Finalement, la question se pose de savoir si la transparence accrue des salaires publiés a eu une incidence sur les salaires réels des nouveaux employés. Jusqu’à présent, rien n’indique un changement substantiel, du moins par rapport à la volatilité habituelle des données. D’après l’Enquête sur la population active, entre décembre 2023 et février 2024, les salaires des travailleurs d’âge moyen (25 à 54 ans) nouvellement embauchés dans le secteur privé en Colombie-Britannique ont évolué de manière similaire par rapport aux salaires des travailleurs de la Colombie-Britannique en général ainsi que par rapport aux travailleurs nouvellement embauchés dans le reste du Canada. L’écart salarial en fonction du genre parmi les nouveaux employés en Colombie-Britannique a aussi peu évolué.
Il est peut-être trop tôt pour détecter les effets au sens large de l’augmentation de la fréquence de publication des salaires en Colombie-Britannique sur le marché du travail. Les lois sur la transparence salariale ont eu des effets plus notables ailleurs. Dans le Colorado, les salaires annoncés pour les emplois dans cet État ont augmenté suite à l’adoption de nouvelles lois locales, tandis que les salaires des nouveaux employés ont augmenté en Slovaquie après l’entrée en vigueur d’un mandat relatif à la publication des salaires. La mise à disposition de plus amples renseignements sur le salaire pour les chercheurs d’emploi pourrait améliorer la dynamique du marché du travail à plusieurs égards. L’apparition de ces effets en Colombie-Britannique, où une part importante des publications d’offres d’emploi fournissait déjà des renseignements salariaux avant l’entrée en vigueur de la politique, aura d’importantes répercussions sur le marché du travail de la province, mais aussi sur le reste du Canada.
Méthodologie
Les renseignements salariaux sont extraits de publications sur Indeed. Nous calculons la part des salaires publiés dans les offres d’emploi canadiennes en divisant le nombre d’offres d’emploi uniques contenant des renseignements salariaux au cours d’un mois donné, par le nombre total d’offres d’emploi canadiennes au cours de la même période. Les éventails médians de salaires publiés ne tiennent pas compte des offres d’emploi comportant des éventails ouverts (c’est-à-dire des salaires indiqués avec des termes comme « jusqu’à » ou « à partir de »). Toutes les estimations ponctuelles des parts et des éventails de salaires publiés pour les professions individuelles correspondent à des moyennes mobiles sur trois mois.

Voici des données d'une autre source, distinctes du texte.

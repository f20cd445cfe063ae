//! Driver for legacy (0.9.5) virtio-net devices: the register handshake,
//! per-vq setup, and the RX/TX/control batch paths.

pub mod constants;
pub mod queue;

use std::collections::VecDeque;
use std::sync::Arc;
use std::thread;
use std::time::Duration;

use constants::*;
use queue::VRing;

use crate::device::Packet;
use crate::error::{IxyError, Result};
use crate::memory::{free_to_home_pool, Pool};
use crate::mmio::Mmio;
use crate::pci::{PciAddress, PciDevice, VENDOR_VIRTIO};
use crate::stats::DeviceStats;

struct VirtQueue {
    ring: VRing,
    bufs_in_use: Vec<Option<Packet>>,
    used_last: u16,
    pool: Option<Arc<Pool>>,
}

impl VirtQueue {
    fn find_free_descriptor(&self, from: usize) -> Option<usize> {
        (0..self.ring.size()).map(|i| (from + i) % self.ring.size()).find(|&i| self.ring.is_desc_free(i))
    }

    /// First index of `count` consecutive free slots, not wrapping — used
    /// only by the control path, which never has more than one command in
    /// flight at a time.
    fn find_free_chain(&self, count: usize) -> Option<usize> {
        (0..=self.ring.size().saturating_sub(count))
            .find(|&start| (start..start + count).all(|i| self.ring.is_desc_free(i)))
    }
}

/// Writes the legacy `virtio_net_hdr` into the tail of a buffer's 40-byte
/// scratch area, immediately before the payload. The descriptor backing
/// offset (`NET_HDR_STRUCT_LEN`) is the struct's real size, not the
/// semantic `hdr_len` value stored inside it — using the latter as an
/// offset would run two bytes into the buffer's `payload size` header.
fn write_net_header(buf: &mut Packet) {
    let scratch = buf.virtio_header_scratch_mut();
    let start = scratch.len() - NET_HDR_STRUCT_LEN;
    let hdr = &mut scratch[start..start + NET_HDR_STRUCT_LEN];
    hdr[0] = 0; // flags
    hdr[1] = GSO_NONE;
    hdr[2..4].copy_from_slice(&(NET_HDR_LEN as u16).to_le_bytes());
    hdr[4..6].copy_from_slice(&0u16.to_le_bytes()); // gso_size
    hdr[6..8].copy_from_slice(&0u16.to_le_bytes()); // csum_start
    hdr[8..10].copy_from_slice(&0u16.to_le_bytes()); // csum_offset
}

pub struct VirtioDevice {
    pci: PciDevice,
    mmio: Mmio,
    rx: VirtQueue,
    tx: VirtQueue,
    ctrl: VirtQueue,
}

impl VirtioDevice {
    pub fn init(addr: PciAddress) -> Result<VirtioDevice> {
        let pci = PciDevice::open(addr)?;
        let config = pci.read_config()?;
        if config.vendor_id != VENDOR_VIRTIO {
            return Err(IxyError::ConfigurationFault(format!(
                "device {addr} (vendor {:#06x}) is not a virtio device",
                config.vendor_id
            )));
        }
        if config.device_id != LEGACY_DEVICE_ID {
            return Err(IxyError::ConfigurationFault(format!(
                "device {addr} (device id {:#06x}) is not legacy virtio-net",
                config.device_id
            )));
        }

        pci.unbind_driver()?;
        pci.enable_dma()?;
        let (base, len) = pci.map_resource0()?;
        let mmio = unsafe { Mmio::new(base, len) };

        reset_device(&mmio);
        mmio.set8(STATUS, STATUS_ACKNOWLEDGE);
        mmio.set8(STATUS, STATUS_ACKNOWLEDGE | STATUS_DRIVER);
        negotiate_features(&mmio)?;

        let rx = build_queue(&mmio, VQ_RX, true)?;
        let tx = build_queue(&mmio, VQ_TX, false)?;
        let ctrl = build_queue(&mmio, VQ_CONTROL, true)?;

        mmio.set8(STATUS, STATUS_ACKNOWLEDGE | STATUS_DRIVER | STATUS_DRIVER_OK);
        if mmio.get8(STATUS) & STATUS_FAILED != 0 {
            return Err(IxyError::DeviceFault("device reports STATUS_FAILED".into()));
        }

        let mut dev = VirtioDevice { pci, mmio, rx, tx, ctrl };
        dev.set_promisc(true)?;
        Ok(dev)
    }

    pub fn address(&self) -> PciAddress {
        self.pci.address()
    }
}

fn reset_device(mmio: &Mmio) {
    mmio.set8(STATUS, 0);
    while mmio.get8(STATUS) != 0 {
        thread::sleep(Duration::from_millis(10));
    }
}

fn negotiate_features(mmio: &Mmio) -> Result<()> {
    let host_features = mmio.get(HOST_FEATURES);
    if host_features & REQUIRED_FEATURES != REQUIRED_FEATURES {
        return Err(IxyError::ConfigurationFault(
            "device does not offer the required virtio-net features".into(),
        ));
    }
    mmio.set(GUEST_FEATURES, REQUIRED_FEATURES);
    Ok(())
}

fn build_queue(mmio: &Mmio, id: u16, with_pool: bool) -> Result<VirtQueue> {
    mmio.set16(QUEUE_SEL, id);
    let max_size = mmio.get16(QUEUE_NUM) as usize;
    if max_size == 0 || max_size & (max_size - 1) != 0 {
        return Err(IxyError::ConfigurationFault(format!(
            "virtqueue {id} reports non-power-of-two size {max_size}"
        )));
    }

    // Not otherwise used: the legacy handshake has no per-queue doorbell
    // offset, but setup reads this register for parity with the source.
    let _notify_offset = mmio.get16(QUEUE_NOTIFY);

    let ring = VRing::allocate(max_size)?;
    mmio.set(QUEUE_PFN, ring.pfn());
    ring.set_avail_flags(AVAIL_F_NO_INTERRUPT);

    let pool = if with_pool {
        let multiplier = if id == VQ_CONTROL { 1 } else { 4 };
        Some(Pool::allocate(max_size * multiplier, 0)?)
    } else {
        None
    };

    Ok(VirtQueue { ring, bufs_in_use: (0..max_size).map(|_| None).collect(), used_last: 0, pool })
}

impl crate::device::IxyDevice for VirtioDevice {
    fn rx_batch(&mut self, _queue_id: u16, buffer: &mut VecDeque<Packet>, num_packets: usize) -> usize {
        let queue = &mut self.rx;
        let mut received = 0;

        let vring_used_index = queue.ring.used_index();
        for _ in 0..num_packets {
            if queue.used_last == vring_used_index {
                break;
            }
            let (desc_id, length) = queue.ring.used_element(queue.used_last);
            queue.used_last = queue.used_last.wrapping_add(1);

            let desc_id = desc_id as usize;
            if queue.ring.desc_flags(desc_id) != DESC_F_WRITE {
                log::error!("unexpected rx descriptor flags on slot {desc_id}");
            }
            queue.ring.reset_desc(desc_id);

            let mut buf = match queue.bufs_in_use[desc_id].take() {
                Some(buf) => buf,
                None => {
                    log::error!("rx descriptor {desc_id} had no parked buffer");
                    continue;
                }
            };
            buf.set_size(length.saturating_sub(NET_HDR_STRUCT_LEN as u32));
            buffer.push_back(buf);
            received += 1;
        }

        let pool = queue.pool.as_ref().expect("rx queue always has a pool").clone();
        // Descriptor length is the buffer's full receivable capacity, not
        // its (still zero) logical size field: the device fills in how much
        // it actually wrote, reported back through the used ring's length.
        let capacity = pool.payload_capacity() as u32;
        let mut replenished = false;
        for i in 0..queue.ring.size() {
            if !queue.ring.is_desc_free(i) {
                continue;
            }
            let mut fresh = match pool.get() {
                Some(buf) => buf,
                None => break,
            };
            write_net_header(&mut fresh);
            let addr = fresh.data_addr() - NET_HDR_STRUCT_LEN as u64;
            let len = capacity + NET_HDR_STRUCT_LEN as u32;
            queue.ring.set_desc(i, addr, len, DESC_F_WRITE, 0);
            queue.bufs_in_use[i] = Some(fresh);
            queue.ring.publish_avail(i as u16);
            replenished = true;
        }
        if replenished {
            self.mmio.set16(QUEUE_NOTIFY, VQ_RX);
        }

        received
    }

    fn tx_batch(&mut self, _queue_id: u16, packets: &mut VecDeque<Packet>) -> usize {
        let queue = &mut self.tx;

        while queue.used_last != queue.ring.used_index() {
            let (desc_id, _len) = queue.ring.used_element(queue.used_last);
            queue.used_last = queue.used_last.wrapping_add(1);
            let desc_id = desc_id as usize;
            queue.ring.reset_desc(desc_id);
            if let Some(buf) = queue.bufs_in_use[desc_id].take() {
                free_to_home_pool(buf);
            }
        }

        let mut sent = 0;
        let mut cursor = 0;
        while !packets.is_empty() {
            let slot = match queue.find_free_descriptor(cursor) {
                Some(slot) => slot,
                None => break,
            };
            let mut packet = packets.pop_front().expect("checked non-empty above");
            write_net_header(&mut packet);
            let addr = packet.data_addr() - NET_HDR_STRUCT_LEN as u64;
            let len = packet.size() + NET_HDR_STRUCT_LEN as u32;
            queue.ring.set_desc(slot, addr, len, 0, 0);
            queue.bufs_in_use[slot] = Some(packet);
            queue.ring.publish_avail(slot as u16);
            cursor = (slot + 1) % queue.ring.size();
            sent += 1;
        }

        if sent > 0 {
            self.mmio.set16(QUEUE_NOTIFY, VQ_TX);
        }
        sent
    }

    fn tx_batch_busy_wait(&mut self, queue_id: u16, packets: &mut VecDeque<Packet>) {
        while !packets.is_empty() {
            self.tx_batch(queue_id, packets);
        }
    }

    fn set_promisc(&mut self, enabled: bool) -> Result<()> {
        let pool = self.ctrl.pool.as_ref().expect("control queue always has a pool").clone();
        let mut buf = pool
            .get()
            .ok_or_else(|| IxyError::ResourceExhaustion("control pool exhausted".into()))?;
        buf.set_size(4);
        {
            let payload = buf.payload_mut();
            payload[0] = CTRL_CLASS_RX;
            payload[1] = CTRL_CMD_RX_PROMISC;
            payload[2] = u8::from(enabled);
            payload[3] = 0;
        }
        let base = buf.data_addr();

        let header_idx = self
            .ctrl
            .find_free_chain(3)
            .ok_or_else(|| IxyError::ResourceExhaustion("control queue full".into()))?;
        let payload_idx = header_idx + 1;
        let ack_idx = header_idx + 2;

        self.ctrl.ring.set_desc(header_idx, base, 2, DESC_F_NEXT, payload_idx as u16);
        self.ctrl.ring.set_desc(payload_idx, base + 2, 1, DESC_F_NEXT, ack_idx as u16);
        self.ctrl.ring.set_desc(ack_idx, base + 3, 1, DESC_F_WRITE, 0);
        self.ctrl.bufs_in_use[header_idx] = Some(buf);

        let target = self.ctrl.ring.used_index().wrapping_add(1);
        self.ctrl.ring.publish_avail(header_idx as u16);
        self.mmio.set16(QUEUE_NOTIFY, VQ_CONTROL);

        while self.ctrl.ring.used_index() != target {
            std::hint::spin_loop();
        }
        self.ctrl.used_last = self.ctrl.used_last.wrapping_add(1);

        let buf = self.ctrl.bufs_in_use[header_idx].take().expect("just parked above");
        let ack = buf.payload()[3];
        if ack != CTRL_ACK_OK {
            log::warn!("set_promisc: device returned ack {ack:#x}");
        }
        free_to_home_pool(buf);

        self.ctrl.ring.reset_desc(header_idx);
        self.ctrl.ring.reset_desc(payload_idx);
        self.ctrl.ring.reset_desc(ack_idx);

        Ok(())
    }

    fn read_stats(&self, _stats: &mut DeviceStats) {
        // Legacy virtio-net has no GPRC/GPTC-style hardware counters; byte
        // and packet totals are accumulated by the caller from rx_batch /
        // tx_batch return values instead.
    }

    fn get_link_speed(&self) -> u16 {
        1000
    }
}

#[cfg(test)]
mod tests {
    use super::*;

    #[test]
    fn control_command_byte_pattern_matches_promisc_on() {
        // S6: {class=RX=0, cmd=PROMISC=0, data=1, ack=0}.
        let mut payload = [0u8; 4];
        payload[0] = CTRL_CLASS_RX;
        payload[1] = CTRL_CMD_RX_PROMISC;
        payload[2] = u8::from(true);
        payload[3] = 0;
        assert_eq!(payload, [0x00, 0x00, 0x01, 0x00]);
    }

    #[test]
    fn find_free_chain_needs_three_consecutive_slots() {
        let ring = VRing::allocate(8).unwrap();
        let queue = VirtQueue { ring, bufs_in_use: (0..8).map(|_| None).collect(), used_last: 0, pool: None };
        assert_eq!(queue.find_free_chain(3), Some(0));
        queue.ring.set_desc(1, 0xdead, 1, 0, 0);
        assert_eq!(queue.find_free_chain(3), Some(2));
    }
}
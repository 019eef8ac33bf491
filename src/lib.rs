//! particle-field: ambient particle background for web pages.
//!
//! This crate provides a WASM canvas component that draws drifting particles,
//! pushes them away from the pointer and links nearby ones with fading lines.

use leptos::prelude::*;
use leptos_meta::*;
use log::{Level, info, warn};
use wasm_bindgen::JsCast;
use web_sys::{HtmlScriptElement, Window};

pub mod components;

pub use components::particle_field::{FieldStyle, ParticleBackground};

/// Initialize logging and panic hooks for the WASM target.
pub fn init_logging() {
	let _ = console_log::init_with_level(Level::Debug);
	console_error_panic_hook::set_once();
	info!("particle-field: logging initialized");
}

/// Load a field style from a script element with id="particle-config".
/// Expected format: JSON with any subset of [`FieldStyle`] fields.
fn load_style() -> Option<FieldStyle> {
	let window: Window = web_sys::window()?;
	let document = window.document()?;
	let element = document.get_element_by_id("particle-config")?;
	let script: HtmlScriptElement = element.dyn_into().ok()?;
	let json_text = script.text().ok()?;

	match FieldStyle::from_json(&json_text) {
		Ok(style) => {
			info!(
				"particle-field: loaded style (up to {} particles)",
				style.max_particles
			);
			Some(style)
		}
		Err(e) => {
			warn!("particle-field: failed to parse style: {}", e);
			None
		}
	}
}

/// Main application component.
/// Renders a full-height hero section with the particle field behind it.
#[component]
pub fn App() -> impl IntoView {
	provide_meta_context();

	let style = load_style().unwrap_or_default();

	view! {
		<Html attr:lang="en" attr:dir="ltr" attr:data-theme="dark" />
		<Title text="Particle Field" />
		<Meta charset="UTF-8" />
		<Meta name="viewport" content="width=device-width, initial-scale=1.0" />

		<section class="hero" style="position: relative; min-height: 100vh; overflow: hidden;">
			<ParticleBackground theme=style />
			<div class="hero-content">
				<h1>"Particle Field"</h1>
				<p class="subtitle">"Move the pointer through the field to push particles away."</p>
			</div>
		</section>
	}
}
//! Drawing surface abstraction and its HTML canvas implementation.
//!
//! The field only needs a handful of operations from its surface, collected in
//! [`Surface`]. [`CanvasSurface`] provides them over a `<canvas>` 2D context.

use std::f64::consts::PI;

use wasm_bindgen::JsCast;
use web_sys::{CanvasRenderingContext2d, HtmlCanvasElement};

/// Operations the field performs against its drawable surface.
///
/// Coordinates passed to the drawing methods are logical pixels once
/// [`Surface::set_scale`] has been applied.
pub trait Surface {
	/// Resize the backing store, in device pixels.
	fn set_backing_size(&self, width: u32, height: u32);
	/// Set the on-page size, in logical pixels.
	fn set_display_size(&self, width: f64, height: f64);
	/// Replace the current transform with a uniform scale.
	fn set_scale(&self, ratio: f64);
	/// Backing store size in device pixels.
	fn backing_size(&self) -> (f64, f64);
	/// Erase a rectangle to transparent.
	fn clear_rect(&self, x: f64, y: f64, width: f64, height: f64);
	/// Fill a circle with a CSS color.
	fn fill_circle(&self, x: f64, y: f64, radius: f64, fill: &str);
	/// Stroke a straight segment with a CSS color.
	fn stroke_line(&self, from: (f64, f64), to: (f64, f64), stroke: &str, width: f64);
}

/// A canvas element together with its 2D rendering context.
pub struct CanvasSurface {
	canvas: HtmlCanvasElement,
	ctx: CanvasRenderingContext2d,
}

impl CanvasSurface {
	/// Acquire the 2D context, or `None` when the host cannot provide one.
	pub fn acquire(canvas: HtmlCanvasElement) -> Option<Self> {
		let ctx = canvas
			.get_context("2d")
			.ok()
			.flatten()?
			.dyn_into::<CanvasRenderingContext2d>()
			.ok()?;
		Some(Self { canvas, ctx })
	}
}

impl Surface for CanvasSurface {
	fn set_backing_size(&self, width: u32, height: u32) {
		self.canvas.set_width(width);
		self.canvas.set_height(height);
	}

	fn set_display_size(&self, width: f64, height: f64) {
		let style = self.canvas.style();
		let _ = style.set_property("width", &format!("{}px", width));
		let _ = style.set_property("height", &format!("{}px", height));
	}

	fn set_scale(&self, ratio: f64) {
		let _ = self.ctx.set_transform(ratio, 0.0, 0.0, ratio, 0.0, 0.0);
	}

	fn backing_size(&self) -> (f64, f64) {
		(self.canvas.width() as f64, self.canvas.height() as f64)
	}

	fn clear_rect(&self, x: f64, y: f64, width: f64, height: f64) {
		self.ctx.clear_rect(x, y, width, height);
	}

	fn fill_circle(&self, x: f64, y: f64, radius: f64, fill: &str) {
		self.ctx.begin_path();
		let _ = self.ctx.arc(x, y, radius, 0.0, PI * 2.0);
		self.ctx.set_fill_style_str(fill);
		self.ctx.fill();
	}

	fn stroke_line(&self, from: (f64, f64), to: (f64, f64), stroke: &str, width: f64) {
		self.ctx.begin_path();
		self.ctx.move_to(from.0, from.1);
		self.ctx.line_to(to.0, to.1);
		self.ctx.set_stroke_style_str(stroke);
		self.ctx.set_line_width(width);
		self.ctx.stroke();
	}
}
//! Particle collection and seeding.

use rand::Rng;

use super::theme::FieldStyle;
use super::types::Particle;

/// Owns the live particles. Replaced wholesale on every reseed, so no
/// particle identity survives a resize.
#[derive(Clone, Debug, Default)]
pub struct ParticleStore {
	particles: Vec<Particle>,
}

impl ParticleStore {
	/// Number of particles for a viewport `width` logical pixels wide:
	/// one per `spacing` pixels, capped at the style's maximum.
	pub fn particle_count(width: f64, style: &FieldStyle) -> usize {
		let per_width = (width / style.spacing).floor();
		if per_width.is_nan() || per_width <= 0.0 {
			return 0;
		}
		(per_width as usize).min(style.max_particles)
	}

	/// Create a fresh collection scattered uniformly over `[0, width) x [0, height)`.
	pub fn seed<R: Rng>(width: f64, height: f64, style: &FieldStyle, rng: &mut R) -> Self {
		let count = Self::particle_count(width, style);
		let (w, h) = (width.max(0.0), height.max(0.0));
		let mut particles = Vec::with_capacity(count);

		for _ in 0..count {
			particles.push(Particle {
				x: rng.gen_range(0.0..1.0) * w,
				y: rng.gen_range(0.0..1.0) * h,
				vx: rng.gen_range(-style.speed..=style.speed),
				vy: rng.gen_range(-style.speed..=style.speed),
				radius: rng.gen_range(style.radius_min..=style.radius_max),
				opacity: rng.gen_range(style.opacity_min..=style.opacity_max),
			});
		}

		Self { particles }
	}

	/// Current particles, in seeding order.
	pub fn particles(&self) -> &[Particle] {
		&self.particles
	}

	/// Mutable access for stepping in place.
	pub fn particles_mut(&mut self) -> &mut [Particle] {
		&mut self.particles
	}

	/// Number of live particles.
	pub fn len(&self) -> usize {
		self.particles.len()
	}

	/// Whether no particles are live.
	pub fn is_empty(&self) -> bool {
		self.particles.is_empty()
	}
}

#[cfg(test)]
mod tests {
	use rand::SeedableRng;
	use rand::rngs::StdRng;

	use super::*;

	#[test]
	fn count_scales_with_width_and_caps() {
		let style = FieldStyle::default();
		assert_eq!(ParticleStore::particle_count(900.0, &style), 30);
		assert_eq!(ParticleStore::particle_count(100.0, &style), 3);
		assert_eq!(ParticleStore::particle_count(3000.0, &style), 60);
		assert_eq!(ParticleStore::particle_count(29.9, &style), 0);
		assert_eq!(ParticleStore::particle_count(-50.0, &style), 0);
		assert_eq!(ParticleStore::particle_count(f64::NAN, &style), 0);
	}

	#[test]
	fn seeded_particles_respect_ranges() {
		let style = FieldStyle::default();
		let mut rng = StdRng::seed_from_u64(7);
		let store = ParticleStore::seed(1280.0, 720.0, &style, &mut rng);

		assert_eq!(store.len(), 42);
		for p in store.particles() {
			assert!((0.0..1280.0).contains(&p.x));
			assert!((0.0..720.0).contains(&p.y));
			assert!(p.vx.abs() <= 0.15 && p.vy.abs() <= 0.15);
			assert!((1.0..=3.0).contains(&p.radius));
			assert!((0.1..=0.6).contains(&p.opacity));
		}
	}

	#[test]
	fn zero_height_viewport_still_seeds() {
		let mut rng = StdRng::seed_from_u64(1);
		let store = ParticleStore::seed(300.0, 0.0, &FieldStyle::default(), &mut rng);
		assert_eq!(store.len(), 10);
		assert!(store.particles().iter().all(|p| p.y == 0.0));
	}

	#[test]
	fn same_seed_same_field() {
		let style = FieldStyle::default();
		let a = ParticleStore::seed(600.0, 400.0, &style, &mut StdRng::seed_from_u64(3));
		let b = ParticleStore::seed(600.0, 400.0, &style, &mut StdRng::seed_from_u64(3));
		assert_eq!(a.particles(), b.particles());
	}
}
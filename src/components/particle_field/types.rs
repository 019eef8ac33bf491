//! Core data carried by the particle field: particles and the pointer.

/// A single drifting point.
///
/// `radius` and `opacity` are fixed at creation; only position and velocity
/// change while the field runs.
#[derive(Clone, Debug, PartialEq)]
pub struct Particle {
	/// Horizontal position, logical pixels.
	pub x: f64,
	/// Vertical position, logical pixels.
	pub y: f64,
	/// Horizontal velocity, logical pixels per frame.
	pub vx: f64,
	/// Vertical velocity, logical pixels per frame.
	pub vy: f64,
	/// Circle radius in logical pixels.
	pub radius: f64,
	/// Fill alpha, within the style's opacity range.
	pub opacity: f64,
}

/// Last accepted pointer coordinate, in logical (CSS) pixels.
#[derive(Clone, Copy, Debug, PartialEq)]
pub struct PointerState {
	/// Client x coordinate.
	pub x: f64,
	/// Client y coordinate.
	pub y: f64,
}

impl PointerState {
	/// Sentinel far outside any viewport, meaning "no active interaction".
	pub const INACTIVE: PointerState = PointerState {
		x: -9999.0,
		y: -9999.0,
	};

	/// An active pointer at `(x, y)`.
	pub const fn new(x: f64, y: f64) -> Self {
		Self { x, y }
	}

	/// Whether the pointer holds a real position rather than the sentinel.
	pub fn is_active(&self) -> bool {
		*self != Self::INACTIVE
	}
}

impl Default for PointerState {
	fn default() -> Self {
		Self::INACTIVE
	}
}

Pour suivre la croissance des salaires publiés, nous calculons le salaire médian publié pour un mois, un titre de poste, une région et un type de salaire (horaire, mensuel ou annuel) donnés, puis nous calculons la croissance des salaires en glissement annuel pour chaque combinaison de titre de poste, de région et de type de salaire, ce qui génère une distribution mensuelle. Notre mesure mensuelle de la croissance des salaires pour le pays est la médiane de cette distribution. Vous trouverez de plus amples renseignements sur les données et sur la méthodologie dans un document de recherche rédigé par Pawel Adrjan et Reamonn Lydon, « Wage Growth in Europe: Evidence From Job Ads » (en anglais uniquement), publié dans la série Economic Letter de la Banque centrale d’Irlande.
Les salaires des nouveaux employés dans l’Enquête sur la population active reflètent les calculs d’Indeed effectués à partir des microdonnées à usage public de cette enquête, en se concentrant sur les employés d’âge moyen du secteur privé ayant une ancienneté d’un mois ou moins à leur poste.